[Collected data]
◆ ◆ ◆ ◆
use crate::report::{BestWorstHour, FeeDrag, FlaggedDay, InsightsReport, Overtrading, Streaks};
use analytics::time::day_key;
use analytics::{HourBucket, MetricsReport};
use chrono::{FixedOffset, Offset, Utc};
use core_types::NormalizedTrade;
use rust_decimal::Decimal;
use std::collections::BTreeMap;
use tracing::debug;

/// A day with at least this many trades is flagged as overtrading.
pub const OVERTRADING_THRESHOLD: usize = 25;

/// Fee drag at or above this share of gross profit raises the warning.
pub const FEE_WARNING_PCT: u32 = 20;

/// Options for one insights computation. The offset must match the one the
/// metrics report was computed with for day grouping to line up.
#[derive(Debug, Clone)]
pub struct InsightsOptions {
    pub utc_offset: FixedOffset,
}

impl Default for InsightsOptions {
    fn default() -> Self {
        Self {
            utc_offset: Utc.fix(),
        }
    }
}

/// A stateless calculator for behavioral analytics. Consumes the trade batch
/// together with its metrics report (so total fees and hour buckets are not
/// recomputed) and never fails.
#[derive(Debug, Default)]
pub struct InsightsEngine {}

impl InsightsEngine {
    pub fn new() -> Self {
        Self::default()
    }

    pub fn compute(
        &self,
        trades: &[NormalizedTrade],
        metrics: &MetricsReport,
        options: &InsightsOptions,
    ) -> InsightsReport {
        let report = InsightsReport {
            streaks: self.detect_streaks(trades),
            overtrading: self.flag_overtrading(trades, options),
            fee_drag: self.measure_fee_drag(trades, metrics),
            best_worst_hour: self.pick_hours(metrics),
        };

        debug!(
            max_win_streak = report.streaks.max_win,
            flagged_days = report.overtrading.flagged_days.len(),
            fee_warning = report.fee_drag.warning,
            "insights computed"
        );

        report
    }

    /// Two passes over the time-sorted batch. The forward walk records the
    /// maxima; a breakeven trade resets both counters there. The backward
    /// walk measures the *trailing* streak, which is not the forward
    /// counters' final value: a mid-batch breakeven must not erase an
    /// earlier maximum but does terminate the current streak when it is the
    /// most recent trade.
    fn detect_streaks(&self, trades: &[NormalizedTrade]) -> Streaks {
        let mut sorted: Vec<&NormalizedTrade> = trades.iter().collect();
        sorted.sort_by_key(|t| t.ts);

        let mut streaks = Streaks::default();
        let mut run_win = 0usize;
        let mut run_loss = 0usize;

        for trade in &sorted {
            if trade.pnl_usd > Decimal::ZERO {
                run_win += 1;
                run_loss = 0;
            } else if trade.pnl_usd < Decimal::ZERO {
                run_loss += 1;
                run_win = 0;
            } else {
                run_win = 0;
                run_loss = 0;
            }
            streaks.max_win = streaks.max_win.max(run_win);
            streaks.max_loss = streaks.max_loss.max(run_loss);
        }

        for trade in sorted.iter().rev() {
            if trade.pnl_usd > Decimal::ZERO {
                if streaks.current_loss > 0 {
                    break;
                }
                streaks.current_win += 1;
            } else if trade.pnl_usd < Decimal::ZERO {
                if streaks.current_win > 0 {
                    break;
                }
                streaks.current_loss += 1;
            } else {
                break;
            }
        }

        streaks
    }

    fn flag_overtrading(
        &self,
        trades: &[NormalizedTrade],
        options: &InsightsOptions,
    ) -> Overtrading {
        let mut per_day: BTreeMap<String, usize> = BTreeMap::new();
        for trade in trades {
            *per_day
                .entry(day_key(trade.ts, options.utc_offset))
                .or_default() += 1;
        }

        let mut flagged_days: Vec<FlaggedDay> = per_day
            .into_iter()
            .filter(|(_, count)| *count >= OVERTRADING_THRESHOLD)
            .map(|(day, trades)| FlaggedDay { day, trades })
            .collect();
        // Busiest day first; equal counts stay in chronological order.
        flagged_days.sort_by(|a, b| b.trades.cmp(&a.trades));

        Overtrading {
            flagged_days,
            threshold: OVERTRADING_THRESHOLD,
        }
    }

    fn measure_fee_drag(&self, trades: &[NormalizedTrade], metrics: &MetricsReport) -> FeeDrag {
        let gross_profit: Decimal = trades
            .iter()
            .filter(|t| t.pnl_usd > Decimal::ZERO)
            .map(|t| t.pnl_usd)
            .sum();
        let total_fees = metrics.kpis.total_fees;

        let fee_to_gross_profit_pct = if gross_profit > Decimal::ZERO {
            total_fees / gross_profit * Decimal::from(100)
        } else {
            Decimal::ZERO
        };
        // The boundary is inclusive: exactly the warning percentage triggers.
        let warning = gross_profit > Decimal::ZERO
            && fee_to_gross_profit_pct >= Decimal::from(FEE_WARNING_PCT);

        FeeDrag {
            gross_profit,
            total_fees,
            fee_to_gross_profit_pct,
            warning,
        }
    }

    /// Extremes over the hour buckets that saw any trades; the first bucket
    /// wins ties in either direction.
    fn pick_hours(&self, metrics: &MetricsReport) -> BestWorstHour {
        let mut best: Option<&HourBucket> = None;
        let mut worst: Option<&HourBucket> = None;
        for bucket in metrics.time_of_day.iter().filter(|b| b.trades > 0) {
            match best {
                Some(current) if bucket.pnl <= current.pnl => {}
                _ => best = Some(bucket),
            }
            match worst {
                Some(current) if bucket.pnl >= current.pnl => {}
                _ => worst = Some(bucket),
            }
        }
        BestWorstHour {
            best_hour: best.cloned(),
            worst_hour: worst.cloned(),
        }
    }
}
◆ ◆ ◆ ◆
Look above for the line holding "let gross_profit: Decimal = trades", then set down exactly that line and every line after it up to and including the line holding "fn pick_hours(&self, metrics: &MetricsReport)", with nothing else.

**TASK SOLUTION:**
        let gross_profit: Decimal = trades
            .iter()
            .filter(|t| t.pnl_usd > Decimal::ZERO)
            .map(|t| t.pnl_usd)
            .sum();
        let total_fees = metrics.kpis.total_fees;

        let fee_to_gross_profit_pct = if gross_profit > Decimal::ZERO {
            total_fees / gross_profit * Decimal::from(100)
        } else {
            Decimal::ZERO
        };
        // The boundary is inclusive: exactly the warning percentage triggers.
        let warning = gross_profit > Decimal::ZERO
            && fee_to_gross_profit_pct >= Decimal::from(FEE_WARNING_PCT);

        FeeDrag {
            gross_profit,
            total_fees,
            fee_to_gross_profit_pct,
            warning,
        }
    }

    /// Extremes over the hour buckets that saw any trades; the first bucket
    /// wins ties in either direction.
    fn pick_hours(&self, metrics: &MetricsReport) -> BestWorstHour {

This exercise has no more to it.